You might have heard the story about the black crepe mourning bands worn by London fellows after the death of Sherlock Holmes in the pages of The Strand Magazine. It's not documented well enough for a few skeptics out there, but personally, I believe it has some roots in truth, even if it was only one guy, and the story grew as it was retold over the years. Sherlock Holmes fans existed in 1893, and some of them were certainly upset to see him go.
So, one can understand that someone somewhere surely had a reaction strong enough to pull out the black crepe mourning band for a day.
We now know, of course, that Conan Doyle was lucky.
Listening to an interview with comic book writer Dan Slott last night, telling of death threats and bodyguards immediately after a comic book came out where Peter Parker died and Dr. Octopus took over his body and life, I couldn't help but think of Conan Doyle. The Peter Parker death was in a comic book, with decades of history of superheroes dying and coming back as a prelude, so you'd think it wouldn't have been a thing. But it was. And Conan Doyle, with his ground-breaking serial detective, had no such foreshadowing. What was different in the 1890s?
No social media.
No immediate reactions shared with the world. No pundits trying to fill air-time by saying Doyle was imposing his beliefs in chaos by killing a champion of law and order. No legions of fellow fans who experienced that Reichenbach moment at exactly the same time as you -- since your home probably only had one copy, even family members could not fully sympathize until twenty minutes later after they had read it. Even the craziest of fans might have had time to cool down a bit.

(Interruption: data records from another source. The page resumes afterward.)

use axum::{
    extract::Request,
    http::HeaderValue,
    middleware::Next,
    response::Response,
};
use tracing::Instrument;
use uuid::Uuid;

pub const REQUEST_ID_HEADER: &str = "x-request-id";

/// Tag every request with an id, run it inside a span carrying that id, and
/// echo the id back on the response.
///
/// A well-formed inbound `x-request-id` is reused; otherwise a fresh UUIDv7
/// is minted.
pub async fn request_id(req: Request, next: Next) -> Response {
    let request_id = req
        .headers()
        .get(REQUEST_ID_HEADER)
        .and_then(|v| v.to_str().ok())
        .map(str::trim)
        .filter(|v| !v.is_empty() && v.len() <= 128)
        .map(str::to_owned)
        .unwrap_or_else(|| Uuid::now_v7().to_string());

    let span = tracing::info_span!(
        "request",
        request_id = %request_id,
        method = %req.method(),
        path = %req.uri().path()
    );

    let mut response = next.run(req).instrument(span.clone()).await;

    if let Ok(value) = HeaderValue::from_str(&request_id) {
        response.headers_mut().insert(REQUEST_ID_HEADER, value);
    }

    span.in_scope(|| {
        tracing::info!(status = response.status().as_u16(), "request completed");
    });

    response
}
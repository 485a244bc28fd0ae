//! HTTP API application wiring (Axum router + service wiring).
//!
//! - `services.rs`: store selection and the shared service handle
//! - `routes/`: HTTP routes + handlers (JSON endpoints and HTML pages)
//! - `dto.rs`: request body extraction and JSON response shapes
//! - `html.rs`: page templates, flash messages, redirects
//! - `errors.rs`: consistent error responses

use std::sync::Arc;

use axum::{routing::get, Extension, Router};
use tower::ServiceBuilder;

use crate::middleware;

pub mod dto;
pub mod errors;
pub mod html;
pub mod routes;
pub mod services;

pub use services::{build_services, AppServices};

/// Build the full HTTP router (public entrypoint used by `main.rs` and the
/// black-box tests).
///
/// Fails only if the embedded page templates do not parse.
pub fn build_app(services: AppServices) -> Result<Router, tera::Error> {
    let services = Arc::new(services);
    let pages = Arc::new(html::Pages::new()?);

    Ok(Router::new()
        .route("/health", get(routes::system::health))
        .merge(routes::router())
        .layer(
            ServiceBuilder::new()
                .layer(axum::middleware::from_fn(middleware::request_id))
                .layer(Extension(services))
                .layer(Extension(pages)),
        ))
}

And given that any death threats had to actually make it into an envelope, into a mailbox, and to Conan Doyle's hands, well, plenty of additional time to cool down there. By the time Doyle wrote his memoirs in Memories and Adventures, the worst he could recall was some lady addressing him as "You brute!" Maybe there were worse letters. The subscriptions drop that The Strand Magazine experienced definitely indicated some strong feelings on the matter. Perhaps the equivalent threats to those a writer like Dan Slott got in 2012 did happen, they just weren't spread beyond Doyle's dustbin.
I often wonder how Sir Arthur would fare in the world we find ourselves in today. He was an active, involved sort of man, and would definitely have raised some strong opinions far beyond those resulting from just killing Sherlock Holmes only to bring him back later. But it's probably better for us if we don't do a "Bill and Ted" and get him into a time machine to current times. (Should I have said a "Time after Time?" I fear that film is losing its currency among our younger peers. Bill and Ted at least got a recent sequel.) Someone of us would surely be unhappy with him.
At least he would have probably been pro-vaccine, being a doctor and all . . . though that has gotten at least one doctor some death threats in the last year. And would the FBI count orange pips as a credible threat, or just a fan thing?
Who knows? It's definitely been a long road from 1893 to 2021.